Ingrid s’amuse à me raconter l’attitude gloutonne de Sonia
durant ses repas. Son bel appétit est revenu.
Quatrième
séance. Il pleut en cette veille du 15 août. Sonia est moite, elle a vomi
son premier biberon de la journée et refuse de s’alimenter hormis de l’eau sucrée.
Ingrid maîtrise mal la situation. Elle est inquiète et appellera le pédiatre
dès son retour chez elle.
Sonia
s’est endormie. Je ne lui parle pas car Ingrid insiste sur le sommeil léger du
bébé. Le père de Sonia est arrivé la veille.
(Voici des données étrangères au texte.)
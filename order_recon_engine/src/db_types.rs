//! Core data types for the order reconciliation engine.
//!
//! Everything here is backend-agnostic. The SQLite layer maps these types onto rows (customer
//! and item payloads are stored as JSON text columns); the wire format uses camelCase field
//! names because the storefront clients are browser JavaScript.
use std::{fmt::Display, str::FromStr};

use chrono::{DateTime, Utc};
use log::error;
use serde::{Deserialize, Serialize};
use sor_common::Money;
use sqlx::Type;
use thiserror::Error;

/// The synthetic first name substituted when a real customer identity was unavailable at
/// order-creation time (typically a payment-processor notification with no payer name).
pub const PLACEHOLDER_FIRST_NAME: &str = "Valued Customer";

//--------------------------------------   OrderNumber   -------------------------------------------------------------
/// The human-readable order identifier generated by the creating caller.
///
/// Unlike the store-assigned `id`, an order number exists before persistence. It is unique by
/// convention only (prefix + timestamp + random suffix); the store enforces nothing.
#[derive(Debug, Clone, PartialEq, Eq, Type, Serialize, Deserialize)]
#[sqlx(transparent)]
#[serde(transparent)]
pub struct OrderNumber(pub String);

impl FromStr for OrderNumber {
    type Err = ();

    fn from_str(s: &str) -> Result<Self, Self::Err> {
        Ok(Self(s.to_string()))
    }
}

impl From<String> for OrderNumber {
    fn from(s: String) -> Self {
        Self(s)
    }
}

impl From<&str> for OrderNumber {
    fn from(s: &str) -> Self {
        Self(s.to_string())
    }
}

impl Display for OrderNumber {
    fn fmt(&self, f: &mut std::fmt::Formatter<'_>) -> std::fmt::Result {
        write!(f, "#{}", self.0)
    }
}

impl OrderNumber {
    pub fn as_str(&self) -> &str {
        &self.0
    }
}

//--------------------------------------   OrderStatusType   ---------------------------------------------------------
#[derive(Debug, Clone, Copy, PartialEq, Eq, Type, Serialize, Deserialize)]
#[serde(rename_all = "lowercase")]
pub enum OrderStatusType {
    /// The order has been created and is awaiting fulfilment.
    Pending,
    /// The order is being picked and packed.
    Processing,
    /// The order has been handed to the carrier.
    Shipped,
    /// The order has been delivered. Terminal.
    Completed,
    /// The order was cancelled by the customer or an admin. Terminal.
    Cancelled,
}

impl OrderStatusType {
    /// The fulfilment state machine.
    ///
    /// `Pending → Processing → Shipped → Completed`, with `Cancelled` reachable from any
    /// non-terminal state. Everything else, including self-transitions, is rejected.
    pub fn can_transition_to(self, new_status: OrderStatusType) -> bool {
        use OrderStatusType::*;
        matches!(
            (self, new_status),
            (Pending, Processing) | (Processing, Shipped) | (Shipped, Completed) |
            (Pending | Processing | Shipped, Cancelled)
        )
    }

    pub fn is_terminal(self) -> bool {
        matches!(self, OrderStatusType::Completed | OrderStatusType::Cancelled)
    }
}

impl Display for OrderStatusType {
    fn fmt(&self, f: &mut std::fmt::Formatter<'_>) -> std::fmt::Result {
        match self {
            OrderStatusType::Pending => write!(f, "pending"),
            OrderStatusType::Processing => write!(f, "processing"),
            OrderStatusType::Shipped => write!(f, "shipped"),
            OrderStatusType::Completed => write!(f, "completed"),
            OrderStatusType::Cancelled => write!(f, "cancelled"),
        }
    }
}

impl From<String> for OrderStatusType {
    fn from(value: String) -> Self {
        value.parse().unwrap_or_else(|_| {
            error!("Invalid order status: {value}. But this conversion cannot fail. Defaulting to pending");
            OrderStatusType::Pending
        })
    }
}

#[derive(Debug, Clone, Error)]
#[error("Invalid order status: {0}")]
pub struct StatusConversionError(String);

impl FromStr for OrderStatusType {
    type Err = StatusConversionError;

    fn from_str(s: &str) -> Result<Self, Self::Err> {
        match s {
            "pending" => Ok(Self::Pending),
            "processing" => Ok(Self::Processing),
            "shipped" => Ok(Self::Shipped),
            "completed" => Ok(Self::Completed),
            "cancelled" => Ok(Self::Cancelled),
            s => Err(StatusConversionError(s.to_string())),
        }
    }
}

//--------------------------------------   CustomerInfo   ------------------------------------------------------------
/// Customer identity and delivery details as captured at checkout.
///
/// The email address is the join key for the soft duplicate-matching rules.
#[derive(Debug, Clone, Default, PartialEq, Serialize, Deserialize)]
#[serde(rename_all = "camelCase")]
pub struct CustomerInfo {
    pub first_name: String,
    pub last_name: String,
    pub email: String,
    #[serde(default)]
    pub phone: String,
    #[serde(default)]
    pub address: String,
    #[serde(default)]
    pub city: String,
    #[serde(default)]
    pub postcode: String,
    #[serde(default)]
    pub country: String,
    #[serde(default)]
    pub special_instructions: String,
}

impl CustomerInfo {
    pub fn new<S1: Into<String>, S2: Into<String>, S3: Into<String>>(first_name: S1, last_name: S2, email: S3) -> Self {
        Self {
            first_name: first_name.into(),
            last_name: last_name.into(),
            email: email.into(),
            ..Default::default()
        }
    }

    /// True if the first name is the synthetic "unknown customer" identity.
    pub fn has_placeholder_name(&self) -> bool {
        self.first_name == PLACEHOLDER_FIRST_NAME
    }
}

//--------------------------------------   OrderItem   ---------------------------------------------------------------
#[derive(Debug, Clone, Default, PartialEq, Serialize, Deserialize)]
#[serde(rename_all = "camelCase")]
pub struct OrderItem {
    pub id: String,
    pub name: String,
    pub quantity: u32,
    pub price: Money,
    #[serde(default)]
    pub image: String,
    #[serde(default)]
    pub description: String,
}

impl OrderItem {
    pub fn new<S1: Into<String>, S2: Into<String>>(id: S1, name: S2, quantity: u32, price: Money) -> Self {
        Self { id: id.into(), name: name.into(), quantity, price, ..Default::default() }
    }
}

//--------------------------------------   Order   -------------------------------------------------------------------
/// A persisted order document. Only the store creates these; the `id` and timestamps are
/// store-assigned and never client-supplied.
#[derive(Debug, Clone, PartialEq, Serialize, Deserialize)]
#[serde(rename_all = "camelCase")]
pub struct Order {
    pub id: i64,
    pub order_number: OrderNumber,
    /// Idempotency token generated once per checkout attempt by the browser. Empty for
    /// fallback-created orders.
    pub request_id: Option<String>,
    /// Identifier from the external payment processor. The strongest duplicate signal when
    /// present, since the processor guarantees it is unique per successful charge.
    pub payment_id: Option<String>,
    pub customer: CustomerInfo,
    pub items: Vec<OrderItem>,
    pub subtotal: Money,
    pub shipping: Money,
    pub total: Money,
    pub status: OrderStatusType,
    pub email_sent: bool,
    pub created_at: DateTime<Utc>,
    pub updated_at: DateTime<Utc>,
}

impl Order {
    /// An order without line items cannot have come from a real checkout. Fake orders are
    /// excluded from statistics and flagged by the reconciliation audit.
    pub fn is_fake(&self) -> bool {
        self.items.is_empty()
    }
}

impl Display for Order {
    fn fmt(&self, f: &mut std::fmt::Formatter<'_>) -> std::fmt::Result {
        write!(
            f,
            "Order {} ({} items, {}, {}, {})",
            self.order_number,
            self.items.len(),
            self.total,
            self.status,
            self.customer.email
        )
    }
}

//--------------------------------------   NewOrder   ----------------------------------------------------------------
/// A candidate order: an in-memory payload not yet confirmed to be new or a duplicate.
#[derive(Debug, Clone, PartialEq, Serialize, Deserialize)]
#[serde(rename_all = "camelCase")]
pub struct NewOrder {
    pub order_number: OrderNumber,
    #[serde(default)]
    pub request_id: Option<String>,
    #[serde(default)]
    pub payment_id: Option<String>,
    pub customer: CustomerInfo,
    pub items: Vec<OrderItem>,
    pub subtotal: Money,
    pub shipping: Money,
    pub total: Money,
    /// Defaulted to `pending` by the coordinator when unset.
    #[serde(default)]
    pub status: Option<OrderStatusType>,
    #[serde(default)]
    pub email_sent: bool,
}

impl NewOrder {
    pub fn new(order_number: OrderNumber, customer: CustomerInfo, items: Vec<OrderItem>) -> Self {
        let subtotal = items.iter().fold(Money::ZERO, |acc, item| acc + Money::from(item.price.value() * f64::from(item.quantity)));
        Self {
            order_number,
            request_id: None,
            payment_id: None,
            customer,
            items,
            subtotal,
            shipping: Money::ZERO,
            total: subtotal,
            status: None,
            email_sent: false,
        }
    }

    pub fn with_request_id<S: Into<String>>(mut self, request_id: S) -> Self {
        self.request_id = Some(request_id.into());
        self
    }

    pub fn with_payment_id<S: Into<String>>(mut self, payment_id: S) -> Self {
        self.payment_id = Some(payment_id.into());
        self
    }

    /// Sets the shipping amount and recalculates the total as `subtotal + shipping`. The
    /// shipping value itself comes from the external rate calculator.
    pub fn with_shipping(mut self, shipping: Money) -> Self {
        self.shipping = shipping;
        self.total = self.subtotal + shipping;
        self
    }
}

/// Re-submission payload for delete/undo: the order content minus the store-assigned
/// identity and timestamp fields. `request_id` and `payment_id` survive, so a restore of an
/// order that never actually left the store is absorbed as a duplicate-reuse.
impl From<Order> for NewOrder {
    fn from(order: Order) -> Self {
        Self {
            order_number: order.order_number,
            request_id: order.request_id,
            payment_id: order.payment_id,
            customer: order.customer,
            items: order.items,
            subtotal: order.subtotal,
            shipping: order.shipping,
            total: order.total,
            status: Some(order.status),
            email_sent: order.email_sent,
        }
    }
}

//--------------------------------------   UpdateOrderRequest   ------------------------------------------------------
/// Partial-update request for an order record. Empty requests are rejected by the store.
#[derive(Debug, Clone, Default, Serialize, Deserialize)]
pub struct UpdateOrderRequest {
    pub new_status: Option<OrderStatusType>,
    pub new_email_sent: Option<bool>,
    pub new_special_instructions: Option<String>,
}

impl UpdateOrderRequest {
    pub fn with_status(mut self, status: OrderStatusType) -> Self {
        self.new_status = Some(status);
        self
    }

    pub fn with_email_sent(mut self, email_sent: bool) -> Self {
        self.new_email_sent = Some(email_sent);
        self
    }

    pub fn with_special_instructions<S: Into<String>>(mut self, instructions: S) -> Self {
        self.new_special_instructions = Some(instructions.into());
        self
    }

    pub fn is_empty(&self) -> bool {
        self.new_status.is_none() && self.new_email_sent.is_none() && self.new_special_instructions.is_none()
    }
}

//--------------------------------------   PaymentSucceededEvent   ---------------------------------------------------
/// The "payment succeeded" notification pushed by the external payment processor.
///
/// Delivery is at-least-once with arbitrary delay; the payer identity is best-effort and
/// frequently just an email address, or nothing at all.
#[derive(Debug, Clone, Serialize, Deserialize)]
#[serde(rename_all = "camelCase")]
pub struct PaymentSucceededEvent {
    pub payment_id: String,
    pub amount: Money,
    #[serde(default)]
    pub payer_email: Option<String>,
    #[serde(default)]
    pub payer_name: Option<String>,
}
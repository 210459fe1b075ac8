use actix_web::{http::StatusCode, test::TestRequest};
use order_recon_engine::db_types::Order;
use serde_json::json;

use super::helpers::{sample_order, send, test_api};

#[actix_web::test]
async fn create_then_retry_uses_the_status_code_to_tell_them_apart() {
    let api = test_api();
    let (status, body) = send(&api, TestRequest::post().uri("/api/orders").set_json(sample_order("WEB-1"))).await;
    assert_eq!(status, StatusCode::CREATED);
    let original: Order = serde_json::from_str(&body).expect("valid order JSON");

    // A retry with the same idempotency token comes back 200 with the original record.
    let (status, body) = send(&api, TestRequest::post().uri("/api/orders").set_json(sample_order("WEB-2"))).await;
    assert_eq!(status, StatusCode::OK);
    let reused: Order = serde_json::from_str(&body).expect("valid order JSON");
    assert_eq!(reused.id, original.id);
}

#[actix_web::test]
async fn invalid_candidates_are_bad_requests() {
    let api = test_api();
    let mut candidate = sample_order("WEB-1");
    candidate.items.clear();
    let (status, body) = send(&api, TestRequest::post().uri("/api/orders").set_json(candidate)).await;
    assert_eq!(status, StatusCode::BAD_REQUEST);
    assert!(body.contains("Invalid order"));
}

#[actix_web::test]
async fn list_and_fetch_by_id() {
    let api = test_api();
    let (_, body) = send(&api, TestRequest::post().uri("/api/orders").set_json(sample_order("WEB-1"))).await;
    let order: Order = serde_json::from_str(&body).unwrap();

    let (status, body) = send(&api, TestRequest::get().uri("/api/orders")).await;
    assert_eq!(status, StatusCode::OK);
    let all: Vec<Order> = serde_json::from_str(&body).unwrap();
    assert_eq!(all.len(), 1);

    let (status, body) = send(&api, TestRequest::get().uri(&format!("/api/orders/{}", order.id))).await;
    assert_eq!(status, StatusCode::OK);
    let fetched: Order = serde_json::from_str(&body).unwrap();
    assert_eq!(fetched.id, order.id);

    let (status, _) = send(&api, TestRequest::get().uri("/api/orders/999")).await;
    assert_eq!(status, StatusCode::NOT_FOUND);
}

#[actix_web::test]
async fn stats_and_audit_are_not_swallowed_by_the_id_matcher() {
    let api = test_api();
    send(&api, TestRequest::post().uri("/api/orders").set_json(sample_order("WEB-1"))).await;

    let (status, body) = send(&api, TestRequest::get().uri("/api/orders/stats")).await;
    assert_eq!(status, StatusCode::OK);
    let stats: serde_json::Value = serde_json::from_str(&body).unwrap();
    assert_eq!(stats["totalOrders"], 1);

    let (status, body) = send(&api, TestRequest::get().uri("/api/orders/audit")).await;
    assert_eq!(status, StatusCode::OK);
    let findings: serde_json::Value = serde_json::from_str(&body).unwrap();
    assert!(findings.as_array().unwrap().is_empty());
}

#[actix_web::test]
async fn status_transitions_over_http() {
    let api = test_api();
    let (_, body) = send(&api, TestRequest::post().uri("/api/orders").set_json(sample_order("WEB-1"))).await;
    let order: Order = serde_json::from_str(&body).unwrap();
    let uri = format!("/api/orders/{}/status", order.id);

    let (status, body) = send(&api, TestRequest::patch().uri(&uri).set_json(json!({"status": "processing"}))).await;
    assert_eq!(status, StatusCode::OK);
    let updated: Order = serde_json::from_str(&body).unwrap();
    assert_eq!(updated.status.to_string(), "processing");

    // Skipping a stage is a client error, not a server one.
    let (status, body) = send(&api, TestRequest::patch().uri(&uri).set_json(json!({"status": "completed"}))).await;
    assert_eq!(status, StatusCode::BAD_REQUEST);
    assert!(body.contains("cannot move"));
}

#[actix_web::test]
async fn delete_and_restore_round_trip() {
    let api = test_api();
    let (_, body) = send(&api, TestRequest::post().uri("/api/orders").set_json(sample_order("WEB-1"))).await;
    let order: Order = serde_json::from_str(&body).unwrap();

    let (status, _) = send(&api, TestRequest::delete().uri(&format!("/api/orders/{}", order.id))).await;
    assert_eq!(status, StatusCode::OK);
    let (status, _) = send(&api, TestRequest::get().uri(&format!("/api/orders/{}", order.id))).await;
    assert_eq!(status, StatusCode::NOT_FOUND);

    let (status, body) = send(&api, TestRequest::post().uri(&format!("/api/orders/{}/restore", order.id))).await;
    assert_eq!(status, StatusCode::OK);
    let restored: Order = serde_json::from_str(&body).unwrap();
    assert_eq!(restored.order_number, order.order_number);

    // The undo entry was consumed, so a second restore finds nothing.
    let (status, _) = send(&api, TestRequest::post().uri(&format!("/api/orders/{}/restore", order.id))).await;
    assert_eq!(status, StatusCode::NOT_FOUND);
}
Il est « satisfait » de
sa fille. Ingrid le sait sincère. Mais Sonia a repris ses hurlements comme si tous les premiers résultats obtenus
n’avaient été qu’un mirage. La mère a passé une nuit blanche, le père ne s’est
pratiquement pas réveillé, « à cause de fatigue du voyage »
précise Ingrid.
Ingrid
arpente le bureau de long en large en berçant Sonia qui se calme. J’en
profite :
-
« Je pensais que tu accueillerais ton papa en souriant
mais tu en as décidé autrement. Tu lui exprimes ainsi ton mécontentement et la
peine qu’il t’a faite en n’assistant pas à ta naissance. Tu le punis, c’est ton
droit mais tu te fatigues peut-être pour rien car je pense que ton papa doit au
fond de son cœur regretter d’avoir manquer son premier rendez-vous »...
Les
yeux papillotent et se ferment. La fréquence des séances s’était espacée à une
fois par semaine. Cadence maintenue car tout laissait penser que Sonia
réagissait agressivement à son père pour lui faire part de son désarroi et que
cela était momentané.
Sonia
arrive enrhumée à sa sixième séance. La mère m’indique que le comportement est
redevenu « normal ». Les parents ont décidé de se marier à cause du
bébé. Je fais remarquer à Ingrid que l’expression est mal choisie. Elle se
reprend aussitôt :
-
« Cette séparation d’avec le père a en fait été
salutaire et nous avons passé la nuit à faire le point. Ce n’est plus Sonia qui
perturbe mon sommeil, ce sont nos discussions », dit-elle en riant.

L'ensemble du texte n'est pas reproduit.